### Data provided ###
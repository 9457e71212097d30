//! Application configuration.
//!
//! Aggregates configuration from all modules into a single Config struct
//! that can be loaded from YAML files or environment variables.

mod storage;

pub use storage::{DynamoConfig, StorageConfig, StorageType};

use serde::Deserialize;

use crate::query::QueryConfig;

/// Default configuration file name.
pub const DEFAULT_CONFIG_FILE: &str = "config.yaml";
/// Environment variable for configuration file path.
pub const CONFIG_ENV_VAR: &str = "DATAPOINTS_CONFIG";
/// Prefix for configuration environment variables.
pub const CONFIG_ENV_PREFIX: &str = "DATAPOINTS";
/// Environment variable for logging configuration.
pub const LOG_ENV_VAR: &str = "DATAPOINTS_LOG";
/// Environment variable for log output format (`text` or `json`).
pub const LOG_FORMAT_ENV_VAR: &str = "DATAPOINTS_LOG_FORMAT";
/// Environment variable naming the data point table, as set by the stack.
pub const TABLE_ENV_VAR: &str = "TABLE";

/// Configuration errors.
#[derive(Debug, thiserror::Error)]
pub enum ConfigError {
    #[error("Failed to load configuration: {0}")]
    Load(#[from] ::config::ConfigError),
}

/// Main application configuration.
#[derive(Debug, Clone, Default, Deserialize)]
#[serde(default)]
pub struct Config {
    /// Storage configuration.
    pub storage: StorageConfig,
    /// Query defaults and key schema.
    pub query: QueryConfig,
}

impl Config {
    /// Load configuration from file and environment.
    ///
    /// Configuration sources (in order of priority, later overrides earlier):
    /// 1. `config.yaml` in current directory (if exists)
    /// 2. File specified by `path` argument (if provided)
    /// 3. File specified by `CONFIG_ENV_VAR` environment variable (if set)
    /// 4. Environment variables with `CONFIG_ENV_PREFIX` prefix
    /// 5. `TABLE_ENV_VAR` for the table name
    pub fn load(path: Option<&str>) -> Result<Self, ConfigError> {
        use ::config::{Config as ConfigLib, Environment, File, FileFormat};

        let mut builder = ConfigLib::builder()
            .add_source(File::new(DEFAULT_CONFIG_FILE, FileFormat::Yaml).required(false));

        if let Some(config_path) = path {
            builder = builder.add_source(File::new(config_path, FileFormat::Yaml).required(true));
        }

        if let Ok(config_path) = std::env::var(CONFIG_ENV_VAR) {
            builder = builder.add_source(File::new(&config_path, FileFormat::Yaml).required(true));
        }

        let config = builder
            .add_source(
                Environment::with_prefix(CONFIG_ENV_PREFIX)
                    .separator("__")
                    .try_parsing(true),
            )
            .set_override_option("storage.dynamo.table_name", std::env::var(TABLE_ENV_VAR).ok())?
            .build()?;

        Ok(config.try_deserialize()?)
    }

    /// Create config for testing.
    pub fn for_test() -> Self {
        Self {
            storage: StorageConfig {
                storage_type: StorageType::Memory,
                ..StorageConfig::default()
            },
            query: QueryConfig::default(),
        }
    }
}
//! Storage implementations.
//!
//! The data point table is an ordered key-value store keyed by
//! `(partition, sort)`. [`DataPointStore`] is the seam the query executor
//! talks to; backends are selected at startup by [`init_storage`].

use std::sync::Arc;

use async_trait::async_trait;
use tracing::info;

use crate::config::{StorageConfig, StorageType};
use crate::query::{Cursor, DataPoint, KeyQuery, KeySchema};

pub mod mock;

#[cfg(feature = "dynamo")]
pub mod dynamo;

pub use mock::MockDataPointStore;

#[cfg(feature = "dynamo")]
pub use dynamo::DynamoDataPointStore;

/// Result type for storage operations.
pub type Result<T> = std::result::Result<T, StorageError>;

/// Errors that can occur during storage operations.
#[derive(Debug, thiserror::Error)]
pub enum StorageError {
    #[error("Query failed: {0}")]
    Query(String),

    #[error("Put failed: {0}")]
    Put(String),

    #[error("Invalid exclusive start key: {0}")]
    InvalidStartKey(String),

    #[error("Item is missing attribute '{0}'")]
    MissingAttribute(String),

    #[error("Attribute '{name}' has unsupported type {kind}")]
    UnsupportedAttribute { name: String, kind: String },

    #[error("Attribute '{name}' is not a number: {value}")]
    InvalidNumber { name: String, value: String },
}

/// One page as returned by the store.
#[derive(Debug, Clone, Default, PartialEq)]
pub struct QueryOutput {
    /// Matching items in sort-key order.
    pub items: Vec<DataPoint>,
    /// Key of the last item read, present when more results may follow.
    pub last_evaluated_key: Option<Cursor>,
    /// Number of items returned.
    pub count: i32,
    /// Number of items read before the sort condition was applied.
    pub scanned_count: i32,
}

/// Interface to the data point table.
///
/// # Implementations
///
/// - `DynamoDataPointStore`: DynamoDB table
/// - `MockDataPointStore`: In-memory store for local runs and tests
#[async_trait]
pub trait DataPointStore: Send + Sync {
    /// Run a key-range query.
    ///
    /// Reads at most `query.limit` items of one partition, in sort-key order
    /// per `query.scan_index_forward`, starting after
    /// `query.exclusive_start_key` when set.
    async fn query(&self, query: &KeyQuery) -> Result<QueryOutput>;

    /// Write a single data point, replacing any item with the same key.
    async fn put(&self, key_schema: &KeySchema, item: &DataPoint) -> Result<()>;
}

/// Initialize the data point store based on configuration.
pub async fn init_storage(
    config: &StorageConfig,
) -> std::result::Result<Arc<dyn DataPointStore>, Box<dyn std::error::Error + Send + Sync>> {
    info!("Storage: {:?}", config.storage_type);

    match config.storage_type {
        StorageType::Memory => Ok(Arc::new(MockDataPointStore::new())),
        #[cfg(feature = "dynamo")]
        StorageType::Dynamo => {
            let store = DynamoDataPointStore::new(
                config.dynamo.table_name.clone(),
                config.dynamo.endpoint_url.as_deref(),
            )
            .await;
            Ok(Arc::new(store))
        }
        #[cfg(not(feature = "dynamo"))]
        StorageType::Dynamo => {
            tracing::error!("DynamoDB storage requested but 'dynamo' feature is not enabled");
            Err("DynamoDB feature not enabled".into())
        }
    }
}
//! Post-cleaning check: every declared zone is referenced after `<body>`
//!
//! Works on raw file text with a regular expression, independent of the
//! tree code, so it can audit files produced by any tool.

use crate::batch::has_mei_extension;
use crate::errors::{CleanError, Result};
use once_cell::sync::Lazy;
use regex::Regex;
use std::fs;
use std::path::{Path, PathBuf};

static ZONE_ID: Lazy<Regex> = Lazy::new(|| Regex::new(r#"zone.*xml:id="([a-z0-9-]*)""#).unwrap());
static BODY_OPEN: Lazy<Regex> = Lazy::new(|| Regex::new(r"<(?:[A-Za-z_][\w.-]*:)?body[\s>]").unwrap());

/// Zone ids declared in `text` that do not occur after the opening body tag.
///
/// Without a body tag every declared zone is unreferenced.
pub fn unreferenced_zone_ids(text: &str) -> Vec<String> {
    let body = BODY_OPEN
        .find(text)
        .map(|m| &text[m.end()..])
        .unwrap_or("");
    ZONE_ID
        .captures_iter(text)
        .filter_map(|caps| caps.get(1))
        .map(|m| m.as_str())
        .filter(|id| !body.contains(id))
        .map(str::to_string)
        .collect()
}

/// Files that failed the check, with their unreferenced zones
#[derive(Debug, Clone, PartialEq, Eq)]
pub struct CheckFailure {
    pub path: PathBuf,
    pub unreferenced: Vec<String>,
}

/// Check a file, or every `.mei` file under a directory (recursively)
pub fn check_mei_files(path: &Path) -> Result<Vec<CheckFailure>> {
    let mut files = Vec::new();
    if path.is_dir() {
        collect_recursive(path, &mut files)?;
        files.sort();
    } else {
        files.push(path.to_path_buf());
    }

    let mut failures = Vec::new();
    for file in files {
        let text = fs::read_to_string(&file).map_err(|e| CleanError::io(&file, e))?;
        let unreferenced = unreferenced_zone_ids(&text);
        if !unreferenced.is_empty() {
            log::warn!(
                "{} unreferenced zones detected in {}",
                unreferenced.len(),
                file.display()
            );
            failures.push(CheckFailure {
                path: file,
                unreferenced,
            });
        }
    }
    Ok(failures)
}

fn collect_recursive(dir: &Path, out: &mut Vec<PathBuf>) -> Result<()> {
    let entries = fs::read_dir(dir).map_err(|e| CleanError::io(dir, e))?;
    for entry in entries {
        let path = entry.map_err(|e| CleanError::io(dir, e))?.path();
        if path.is_dir() {
            collect_recursive(&path, out)?;
        } else if has_mei_extension(&path) {
            out.push(path);
        }
    }
    Ok(())
}
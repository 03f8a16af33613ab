//! Error types for MEI cleaning
//!
//! Defines the error hierarchy for cleaning failures, with fatal document
//! errors (ParseError) and the I/O and reporting errors raised at the
//! file boundary.

use std::path::PathBuf;
use thiserror::Error;

/// Top-level cleaning error type
#[derive(Debug, Error)]
pub enum CleanError {
    /// Fatal document error
    #[error("MEI document error: {0}")]
    Parse(#[from] ParseError),

    /// Reading or writing a file failed
    #[error("I/O error on {}: {source}", path.display())]
    Io {
        path: PathBuf,
        #[source]
        source: std::io::Error,
    },

    /// A conflict report could not be written
    #[error("Report error: {0}")]
    Report(String),
}

/// Fatal document errors
#[derive(Debug, Clone, PartialEq, Error)]
pub enum ParseError {
    /// XML is malformed (not well-formed)
    #[error("Invalid XML: {0}")]
    InvalidXml(String),

    /// Required structural element is missing
    #[error("Missing required element: {0}")]
    MissingRequiredElement(String),

    /// An attribute is present but its value cannot be interpreted
    #[error("Invalid value {value:?} for attribute '{attribute}' on {element}")]
    InvalidAttribute {
        element: String,
        attribute: String,
        value: String,
    },

    /// Removal was asked for a node that is not a child of the given parent
    #[error("Node {child} is not a child of node {parent}")]
    NotAChild { parent: usize, child: usize },
}

pub type Result<T> = std::result::Result<T, CleanError>;

impl CleanError {
    pub(crate) fn io(path: impl Into<PathBuf>, source: std::io::Error) -> Self {
        CleanError::Io {
            path: path.into(),
            source,
        }
    }
}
###
• What needs to be done: The first line of the data, the line with "4. Environment variables", and all lines in between are to be copied exactly. Leave out everything else.

• Exercise response:
repository 9457e71212097d30
//! Application configuration.
//!
//! Aggregates configuration from all modules into a single Config struct
//! that can be loaded from YAML files or environment variables.

mod storage;

pub use storage::{DynamoConfig, StorageConfig, StorageType};

use serde::Deserialize;

use crate::query::QueryConfig;

/// Default configuration file name.
pub const DEFAULT_CONFIG_FILE: &str = "config.yaml";
/// Environment variable for configuration file path.
pub const CONFIG_ENV_VAR: &str = "DATAPOINTS_CONFIG";
/// Prefix for configuration environment variables.
pub const CONFIG_ENV_PREFIX: &str = "DATAPOINTS";
/// Environment variable for logging configuration.
pub const LOG_ENV_VAR: &str = "DATAPOINTS_LOG";
/// Environment variable for log output format (`text` or `json`).
pub const LOG_FORMAT_ENV_VAR: &str = "DATAPOINTS_LOG_FORMAT";
/// Environment variable naming the data point table, as set by the stack.
pub const TABLE_ENV_VAR: &str = "TABLE";

/// Configuration errors.
#[derive(Debug, thiserror::Error)]
pub enum ConfigError {
    #[error("Failed to load configuration: {0}")]
    Load(#[from] ::config::ConfigError),
}

/// Main application configuration.
#[derive(Debug, Clone, Default, Deserialize)]
#[serde(default)]
pub struct Config {
    /// Storage configuration.
    pub storage: StorageConfig,
    /// Query defaults and key schema.
    pub query: QueryConfig,
}

impl Config {
    /// Load configuration from file and environment.
    ///
    /// Configuration sources (in order of priority, later overrides earlier):
    /// 1. `config.yaml` in current directory (if exists)
    /// 2. File specified by `path` argument (if provided)
    /// 3. File specified by `CONFIG_ENV_VAR` environment variable (if set)
    /// 4. Environment variables with `CONFIG_ENV_PREFIX` prefix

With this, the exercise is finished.